The latter is important when working with many input files – otherwise job creation takes very long. Also, under each of the used computing systems, I set “max simultaneous running” to “1000″ and “max simultaneous submissions” to “5″.
Next, I did the following:
- imported the app “atlas_d3pd_boildown” (“File” ? “Import application(s)”)
- on the tab “datasets”, searched for a suited input dataset – found one with 303 files
- back on the tab “applications/datasets”, double-clicked on the imported app and changed the input dataset to the above and the name accordingly
- also changed OUTPUTLOCATION to a gsiftp directory
- right-clicked on the app, chose “Create job definition(s)” and created the 303 job definitions
- right-clicked on the app, chose “Show job definition(s)” and ran a few test jobs
- finally, I ran over all 303 input files, generating 303 output files, first on a single NorduGrid (NG) cluster only, then on NorduGrid at large, on WLCG (GLite) at large and on a small GridFactory cluster. Each run is summarized below.

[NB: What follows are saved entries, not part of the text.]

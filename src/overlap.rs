//! Exact suffix/prefix overlap detection between fragments.
//!
//! Two fragments overlap when a suffix of the first equals a prefix of the
//! second and that shared span covers more than half of *both* fragments.
//! The half-length floor keeps true overlaps unique for chains built from a
//! single ground-truth sequence and rejects short coincidental matches.

use serde::Serialize;

/// A directed overlap relation between two fragments, addressed by index.
#[derive(Debug, Clone, Copy, PartialEq, Eq, Hash, Serialize)]
pub struct Overlap {
    /// Index of the fragment whose suffix participates in the overlap.
    #[serde(rename = "source")]
    pub from: usize,
    /// Index of the fragment whose prefix participates in the overlap.
    #[serde(rename = "target")]
    pub to: usize,
    /// Length of the shared span, always `< min(len(from), len(to))`.
    #[serde(rename = "overlap")]
    pub len: usize,
}

/// Smallest overlap span accepted between fragments of the given lengths.
///
/// `max(x_len / 2 + 1, y_len / 2 + 1)`, so always at least 1.
#[inline]
pub fn overlap_threshold(x_len: usize, y_len: usize) -> usize {
    (x_len / 2 + 1).max(y_len / 2 + 1)
}

/// Length of the longest suffix of `x` that is also a prefix of `y`, subject
/// to [`overlap_threshold`]. Returns `None` when no span qualifies.
///
/// Candidate spans are scanned from `min(len(x), len(y)) - 1` downwards, so a
/// fragment is never reported as fully contained in its neighbour.
///
/// ```
/// use genseq::overlap_length;
///
/// assert_eq!(overlap_length("ATTAGACCTG", "AGACCTGCCG"), Some(7));
/// assert_eq!(overlap_length("ATTAGACCTG", "CCTGCCGGAA"), None);
/// ```
pub fn overlap_length(x: &str, y: &str) -> Option<usize> {
    let x = x.as_bytes();
    let y = y.as_bytes();
    let lower = overlap_threshold(x.len(), y.len());
    let upper = x.len().min(y.len());

    // An empty range here means no span can satisfy the threshold.
    for n in (lower..upper).rev() {
        let offset = x.len() - n;
        let mut matched = true;
        for i in 0..n {
            if x[offset + i] != y[i] {
                matched = false;
                break;
            }
        }
        if matched {
            return Some(n);
        }
    }
    None
}

/// Same contract as [`overlap_length`], comparing whole slices per span
/// instead of walking bytes by hand. Kept for benchmarking the two.
pub fn overlap_length_by_slices(x: &str, y: &str) -> Option<usize> {
    let lower = overlap_threshold(x.len(), y.len());
    let upper = x.len().min(y.len());

    (lower..upper)
        .rev()
        .find(|&n| x.as_bytes()[x.len() - n..] == y.as_bytes()[..n])
}

#[cfg(test)]
mod tests {
    use super::*;

    const CASES: &[(&str, &str, Option<usize>)] = &[
        ("ATC", "TCG", Some(2)),
        ("CAAAA", "AAAAC", Some(4)),
        ("ATTAGACCTG", "AGACCTGCCG", Some(7)),
        ("AAC", "AAC", None),
        ("A", "ATC", None),
        ("ATTAGACCTG", "CCTGCCGGAA", None),
    ];

    #[test]
    fn byte_loop_matches_known_overlaps() {
        for (i, &(x, y, expected)) in CASES.iter().enumerate() {
            assert_eq!(overlap_length(x, y), expected, "case {i}: {x} vs {y}");
        }
    }

    #[test]
    fn slice_comparison_matches_known_overlaps() {
        for (i, &(x, y, expected)) in CASES.iter().enumerate() {
            assert_eq!(
                overlap_length_by_slices(x, y),
                expected,
                "case {i}: {x} vs {y}"
            );
        }
    }

    #[test]
    fn threshold_uses_the_longer_fragment() {
        assert_eq!(overlap_threshold(10, 10), 6);
        assert_eq!(overlap_threshold(3, 10), 6);
        assert_eq!(overlap_threshold(1, 1), 1);
        // "GCCGGAA" (7) clears the 10/2 + 1 floor.
        assert_eq!(overlap_length("CCTGCCGGAA", "GCCGGAATAC"), Some(7));
    }

    #[test]
    fn prefers_the_longest_qualifying_span() {
        // Both 4 and 3 qualify; the scan starts high.
        assert_eq!(overlap_length("CAAAA", "AAAAC"), Some(4));
        assert_eq!(overlap_length("GAAAA", "AAAAT"), Some(4));
    }

    #[test]
    fn never_reports_containment_or_short_spans() {
        // y is wholly contained in x, which is not an overlap.
        assert_eq!(overlap_length("ACGTAC", "ACG"), None);
        // Only a 2-base overlap exists, below the floor of 4.
        assert_eq!(overlap_length("AAAAGT", "GTCCCC"), None);
        assert_eq!(overlap_length("", "ACGT"), None);
    }

    #[test]
    fn is_case_sensitive() {
        assert_eq!(overlap_length("ATC", "tcg"), None);
        assert_eq!(overlap_length("ATC", "TCG"), Some(2));
    }

    #[test]
    fn periodic_fragment_overlaps_an_equal_copy() {
        // Duplicate content at different indices is compared by value.
        assert_eq!(overlap_length("AAAA", "AAAA"), Some(3));
        assert_eq!(overlap_length_by_slices("AAAA", "AAAA"), Some(3));
    }

    #[test]
    fn serialises_as_edge_list_entry() {
        let value = serde_json::to_value(Overlap {
            from: 0,
            to: 2,
            len: 7,
        })
        .unwrap();
        assert_eq!(value["source"], 0);
        assert_eq!(value["target"], 2);
        assert_eq!(value["overlap"], 7);
    }
}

|NorduGrid cluster||NorduGrid||WLCG cluster||WLCG||GridFactory mini-cluster|
|Average submission time per job (s)||0.535||1.273||2.960||3.878||0.528|
|Summed running time (s)||10480||9176||14966*||33594*||7482*|
|User real waiting time (submission, processing and data transfer time) (s)||1908||7200||4622||15929||5268|
|Max number of simultaneous jobs seen||12||22||145||68||5|
|Number of available cores||160||-||-||-||16|
*) These times include data staging.
In general, there were many job failures on WLCG, mostly due to site misconfigurations. This is probably difficult to avoid, given the large number of sites – and since automatic resubmitting is very easy with GridPilot, it’s not a big issue. Below is an overview of the various errors reported. Another issue is that querying sites for installed runtime environments is very slow and sometimes times out – causing long startup times for GridPilot. Despite the number of involved sites, the total time before all jobs were completed was very large. This is due to the “tail” of a few last jobs that were unlucky enough to land on an old piece of hardware somewhere with a very poor Internet connection. And some of these I even killed by hand and resubmitted somewhere else. Notice that although brokering on WLCG is done centrally, one can direct jobs to specific sites and I could in principle have directed all my jobs to a few large sites.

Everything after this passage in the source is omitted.